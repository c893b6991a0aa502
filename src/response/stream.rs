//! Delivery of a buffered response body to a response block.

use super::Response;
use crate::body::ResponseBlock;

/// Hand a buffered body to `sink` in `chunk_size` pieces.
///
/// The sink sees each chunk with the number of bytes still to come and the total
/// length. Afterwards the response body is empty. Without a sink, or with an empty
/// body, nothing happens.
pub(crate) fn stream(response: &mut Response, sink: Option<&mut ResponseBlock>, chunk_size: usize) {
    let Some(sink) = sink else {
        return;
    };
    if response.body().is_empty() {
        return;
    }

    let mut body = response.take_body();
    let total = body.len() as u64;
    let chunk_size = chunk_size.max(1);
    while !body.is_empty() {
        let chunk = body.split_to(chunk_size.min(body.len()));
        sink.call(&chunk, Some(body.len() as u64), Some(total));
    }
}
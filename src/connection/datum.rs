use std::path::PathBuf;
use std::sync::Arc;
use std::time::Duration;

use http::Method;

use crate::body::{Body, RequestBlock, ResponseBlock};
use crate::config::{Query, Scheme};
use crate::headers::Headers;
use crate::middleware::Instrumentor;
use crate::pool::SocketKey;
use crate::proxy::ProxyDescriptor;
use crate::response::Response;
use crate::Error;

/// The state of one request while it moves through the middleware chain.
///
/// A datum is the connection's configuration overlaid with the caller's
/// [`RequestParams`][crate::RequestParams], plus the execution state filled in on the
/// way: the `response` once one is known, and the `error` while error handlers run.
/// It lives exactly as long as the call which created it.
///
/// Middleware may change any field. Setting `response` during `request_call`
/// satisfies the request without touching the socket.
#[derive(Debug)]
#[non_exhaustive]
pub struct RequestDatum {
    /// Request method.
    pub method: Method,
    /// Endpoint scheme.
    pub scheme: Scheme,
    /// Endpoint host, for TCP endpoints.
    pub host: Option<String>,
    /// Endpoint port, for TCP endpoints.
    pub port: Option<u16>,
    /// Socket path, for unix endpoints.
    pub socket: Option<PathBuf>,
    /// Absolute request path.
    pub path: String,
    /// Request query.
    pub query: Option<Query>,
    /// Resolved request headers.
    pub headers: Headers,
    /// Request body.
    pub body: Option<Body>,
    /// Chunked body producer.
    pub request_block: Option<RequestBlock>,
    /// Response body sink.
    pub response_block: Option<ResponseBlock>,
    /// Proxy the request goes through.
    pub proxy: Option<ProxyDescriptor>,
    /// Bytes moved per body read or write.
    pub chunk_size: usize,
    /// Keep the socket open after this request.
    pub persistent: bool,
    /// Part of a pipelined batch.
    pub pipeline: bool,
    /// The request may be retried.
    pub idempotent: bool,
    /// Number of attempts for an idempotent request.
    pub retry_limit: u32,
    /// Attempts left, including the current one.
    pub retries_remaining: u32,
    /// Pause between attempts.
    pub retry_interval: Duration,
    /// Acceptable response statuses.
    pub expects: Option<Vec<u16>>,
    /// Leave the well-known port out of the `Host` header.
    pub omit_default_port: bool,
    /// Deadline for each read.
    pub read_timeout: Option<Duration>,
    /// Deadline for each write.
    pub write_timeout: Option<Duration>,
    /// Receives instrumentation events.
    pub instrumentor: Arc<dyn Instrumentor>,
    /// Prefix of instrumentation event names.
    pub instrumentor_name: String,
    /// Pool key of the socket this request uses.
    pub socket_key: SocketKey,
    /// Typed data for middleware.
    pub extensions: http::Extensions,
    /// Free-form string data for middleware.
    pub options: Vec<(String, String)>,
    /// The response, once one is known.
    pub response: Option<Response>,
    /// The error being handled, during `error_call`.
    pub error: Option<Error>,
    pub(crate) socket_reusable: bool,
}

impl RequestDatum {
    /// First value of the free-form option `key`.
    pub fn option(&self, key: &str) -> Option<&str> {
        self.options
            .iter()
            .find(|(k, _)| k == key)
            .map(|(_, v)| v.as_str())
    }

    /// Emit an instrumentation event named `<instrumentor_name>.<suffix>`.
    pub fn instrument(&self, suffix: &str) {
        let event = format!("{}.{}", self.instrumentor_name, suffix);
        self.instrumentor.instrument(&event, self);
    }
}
========
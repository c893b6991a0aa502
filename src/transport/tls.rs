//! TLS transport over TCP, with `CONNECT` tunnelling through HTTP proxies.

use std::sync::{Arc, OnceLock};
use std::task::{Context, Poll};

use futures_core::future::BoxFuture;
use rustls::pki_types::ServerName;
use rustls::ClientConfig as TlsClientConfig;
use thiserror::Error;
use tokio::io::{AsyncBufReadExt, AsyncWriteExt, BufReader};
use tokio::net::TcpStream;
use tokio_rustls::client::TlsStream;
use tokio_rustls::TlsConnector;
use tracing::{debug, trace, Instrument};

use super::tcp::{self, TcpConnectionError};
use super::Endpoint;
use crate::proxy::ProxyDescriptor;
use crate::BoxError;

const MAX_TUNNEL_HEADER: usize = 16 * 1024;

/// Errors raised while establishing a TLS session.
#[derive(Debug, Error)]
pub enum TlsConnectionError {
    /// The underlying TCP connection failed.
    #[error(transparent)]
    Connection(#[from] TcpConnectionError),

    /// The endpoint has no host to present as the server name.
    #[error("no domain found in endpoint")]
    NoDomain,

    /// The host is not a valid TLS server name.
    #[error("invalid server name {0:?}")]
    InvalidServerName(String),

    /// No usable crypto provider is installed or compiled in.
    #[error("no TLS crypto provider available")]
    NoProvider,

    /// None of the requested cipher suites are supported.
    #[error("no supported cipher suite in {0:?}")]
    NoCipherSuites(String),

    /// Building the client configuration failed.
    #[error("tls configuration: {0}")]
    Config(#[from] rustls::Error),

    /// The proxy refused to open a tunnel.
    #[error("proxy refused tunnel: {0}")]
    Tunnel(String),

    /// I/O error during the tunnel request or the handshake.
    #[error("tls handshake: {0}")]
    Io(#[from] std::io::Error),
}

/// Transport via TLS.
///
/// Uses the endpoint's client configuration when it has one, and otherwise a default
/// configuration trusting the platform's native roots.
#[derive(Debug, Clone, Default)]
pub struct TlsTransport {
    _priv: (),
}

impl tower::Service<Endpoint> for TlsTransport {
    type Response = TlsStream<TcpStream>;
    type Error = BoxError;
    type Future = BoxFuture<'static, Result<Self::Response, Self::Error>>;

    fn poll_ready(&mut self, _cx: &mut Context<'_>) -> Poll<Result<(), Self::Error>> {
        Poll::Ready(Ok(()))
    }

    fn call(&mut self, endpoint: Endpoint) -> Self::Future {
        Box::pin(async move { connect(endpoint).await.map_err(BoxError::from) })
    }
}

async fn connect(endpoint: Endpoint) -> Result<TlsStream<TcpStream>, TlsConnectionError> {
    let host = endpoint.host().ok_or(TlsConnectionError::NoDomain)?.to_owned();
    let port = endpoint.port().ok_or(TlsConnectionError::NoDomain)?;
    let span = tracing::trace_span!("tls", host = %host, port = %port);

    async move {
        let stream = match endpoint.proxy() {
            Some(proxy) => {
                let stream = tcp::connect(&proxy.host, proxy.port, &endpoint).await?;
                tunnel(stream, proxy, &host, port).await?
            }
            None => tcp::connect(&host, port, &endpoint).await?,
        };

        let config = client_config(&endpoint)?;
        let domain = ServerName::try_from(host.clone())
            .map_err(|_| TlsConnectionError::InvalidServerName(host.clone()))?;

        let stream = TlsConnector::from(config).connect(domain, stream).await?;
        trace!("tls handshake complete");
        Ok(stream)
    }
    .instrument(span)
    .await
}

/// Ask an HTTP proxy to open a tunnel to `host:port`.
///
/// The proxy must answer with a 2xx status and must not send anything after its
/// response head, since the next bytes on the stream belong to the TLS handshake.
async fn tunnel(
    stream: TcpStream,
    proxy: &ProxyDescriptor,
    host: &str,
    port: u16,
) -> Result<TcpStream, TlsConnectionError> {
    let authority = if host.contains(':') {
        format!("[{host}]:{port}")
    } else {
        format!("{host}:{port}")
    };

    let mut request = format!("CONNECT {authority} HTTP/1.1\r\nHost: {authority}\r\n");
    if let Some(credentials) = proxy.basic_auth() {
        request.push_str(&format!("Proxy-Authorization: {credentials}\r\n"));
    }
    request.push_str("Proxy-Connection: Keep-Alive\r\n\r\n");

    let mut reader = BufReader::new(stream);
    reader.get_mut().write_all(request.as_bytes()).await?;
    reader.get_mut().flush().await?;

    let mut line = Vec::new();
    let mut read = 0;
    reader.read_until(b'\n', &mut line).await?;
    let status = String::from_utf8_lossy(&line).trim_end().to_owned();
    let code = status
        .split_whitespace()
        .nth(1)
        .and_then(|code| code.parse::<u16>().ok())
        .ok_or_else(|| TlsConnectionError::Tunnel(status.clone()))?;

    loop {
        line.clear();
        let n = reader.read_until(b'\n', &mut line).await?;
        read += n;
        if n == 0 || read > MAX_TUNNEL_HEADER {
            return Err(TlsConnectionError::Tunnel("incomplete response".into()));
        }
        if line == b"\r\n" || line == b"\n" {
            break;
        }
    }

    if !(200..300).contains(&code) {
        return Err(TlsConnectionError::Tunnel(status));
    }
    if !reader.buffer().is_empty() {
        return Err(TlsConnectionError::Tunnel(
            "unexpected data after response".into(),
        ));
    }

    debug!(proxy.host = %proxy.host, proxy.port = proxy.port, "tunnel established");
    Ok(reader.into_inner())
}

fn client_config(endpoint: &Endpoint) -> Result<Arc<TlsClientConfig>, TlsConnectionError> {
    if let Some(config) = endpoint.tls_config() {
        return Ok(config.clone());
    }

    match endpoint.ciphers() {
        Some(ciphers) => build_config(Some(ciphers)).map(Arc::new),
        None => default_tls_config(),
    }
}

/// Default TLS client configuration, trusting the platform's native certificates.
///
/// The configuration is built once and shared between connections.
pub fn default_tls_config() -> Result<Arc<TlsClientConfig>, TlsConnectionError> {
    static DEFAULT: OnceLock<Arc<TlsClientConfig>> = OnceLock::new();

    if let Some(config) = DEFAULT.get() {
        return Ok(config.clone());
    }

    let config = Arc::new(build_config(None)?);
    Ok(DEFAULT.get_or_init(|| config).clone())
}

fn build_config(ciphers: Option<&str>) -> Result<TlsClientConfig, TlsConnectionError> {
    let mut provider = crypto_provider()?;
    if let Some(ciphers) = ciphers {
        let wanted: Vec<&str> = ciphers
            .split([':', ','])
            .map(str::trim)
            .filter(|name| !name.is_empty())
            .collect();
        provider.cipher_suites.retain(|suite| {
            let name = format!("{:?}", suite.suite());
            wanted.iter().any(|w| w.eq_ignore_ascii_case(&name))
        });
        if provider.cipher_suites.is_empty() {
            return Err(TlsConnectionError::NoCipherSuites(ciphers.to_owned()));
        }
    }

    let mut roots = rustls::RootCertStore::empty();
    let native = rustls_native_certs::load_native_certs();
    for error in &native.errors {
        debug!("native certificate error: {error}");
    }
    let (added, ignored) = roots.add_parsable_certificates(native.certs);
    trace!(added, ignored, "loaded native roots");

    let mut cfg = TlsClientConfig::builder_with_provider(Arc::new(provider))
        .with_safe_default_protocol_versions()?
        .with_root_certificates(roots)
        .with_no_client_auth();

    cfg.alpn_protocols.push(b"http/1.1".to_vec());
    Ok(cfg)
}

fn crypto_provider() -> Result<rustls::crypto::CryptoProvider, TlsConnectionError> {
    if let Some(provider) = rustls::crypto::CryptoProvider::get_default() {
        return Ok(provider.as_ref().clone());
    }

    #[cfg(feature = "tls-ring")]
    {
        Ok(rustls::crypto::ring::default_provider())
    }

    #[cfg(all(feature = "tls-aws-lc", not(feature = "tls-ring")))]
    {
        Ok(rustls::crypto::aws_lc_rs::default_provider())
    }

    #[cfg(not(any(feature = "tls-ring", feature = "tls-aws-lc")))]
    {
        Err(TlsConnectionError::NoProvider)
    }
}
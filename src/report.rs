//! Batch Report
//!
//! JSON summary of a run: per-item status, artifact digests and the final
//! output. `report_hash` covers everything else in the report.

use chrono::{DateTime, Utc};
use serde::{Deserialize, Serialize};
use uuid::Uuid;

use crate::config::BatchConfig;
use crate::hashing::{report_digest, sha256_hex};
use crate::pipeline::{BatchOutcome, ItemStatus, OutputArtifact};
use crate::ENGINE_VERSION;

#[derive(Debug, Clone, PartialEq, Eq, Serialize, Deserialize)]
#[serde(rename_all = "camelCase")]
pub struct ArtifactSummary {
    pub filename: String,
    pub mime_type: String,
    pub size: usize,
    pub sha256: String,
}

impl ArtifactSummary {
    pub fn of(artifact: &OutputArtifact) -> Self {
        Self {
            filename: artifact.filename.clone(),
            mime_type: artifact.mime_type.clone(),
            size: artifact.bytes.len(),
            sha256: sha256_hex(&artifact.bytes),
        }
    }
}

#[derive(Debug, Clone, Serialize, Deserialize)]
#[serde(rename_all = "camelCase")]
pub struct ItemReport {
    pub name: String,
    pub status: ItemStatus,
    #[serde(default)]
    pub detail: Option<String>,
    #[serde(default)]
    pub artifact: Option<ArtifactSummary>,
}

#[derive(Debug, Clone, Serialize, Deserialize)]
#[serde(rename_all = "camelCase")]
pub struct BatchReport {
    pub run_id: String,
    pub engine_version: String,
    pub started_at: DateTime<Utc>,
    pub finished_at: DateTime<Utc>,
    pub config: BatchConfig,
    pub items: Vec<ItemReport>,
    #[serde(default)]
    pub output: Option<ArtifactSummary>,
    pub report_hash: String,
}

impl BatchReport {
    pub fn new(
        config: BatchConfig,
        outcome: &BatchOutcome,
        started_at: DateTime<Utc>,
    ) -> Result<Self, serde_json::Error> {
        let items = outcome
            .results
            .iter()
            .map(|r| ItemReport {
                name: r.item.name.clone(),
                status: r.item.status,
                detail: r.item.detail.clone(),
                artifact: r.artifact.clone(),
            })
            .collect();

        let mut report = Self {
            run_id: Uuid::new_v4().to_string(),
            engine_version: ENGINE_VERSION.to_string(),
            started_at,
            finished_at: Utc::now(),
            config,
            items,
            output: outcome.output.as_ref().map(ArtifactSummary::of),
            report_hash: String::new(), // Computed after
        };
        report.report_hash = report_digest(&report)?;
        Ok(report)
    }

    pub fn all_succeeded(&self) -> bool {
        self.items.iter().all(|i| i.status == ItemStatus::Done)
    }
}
========
### Exercise description
Of all the lines in the data above, show only those that hold the word "authority".

### Exercise result
    let authority = if host.contains(':') {
    let mut request = format!("CONNECT {authority} HTTP/1.1\r\nHost: {authority}\r\n");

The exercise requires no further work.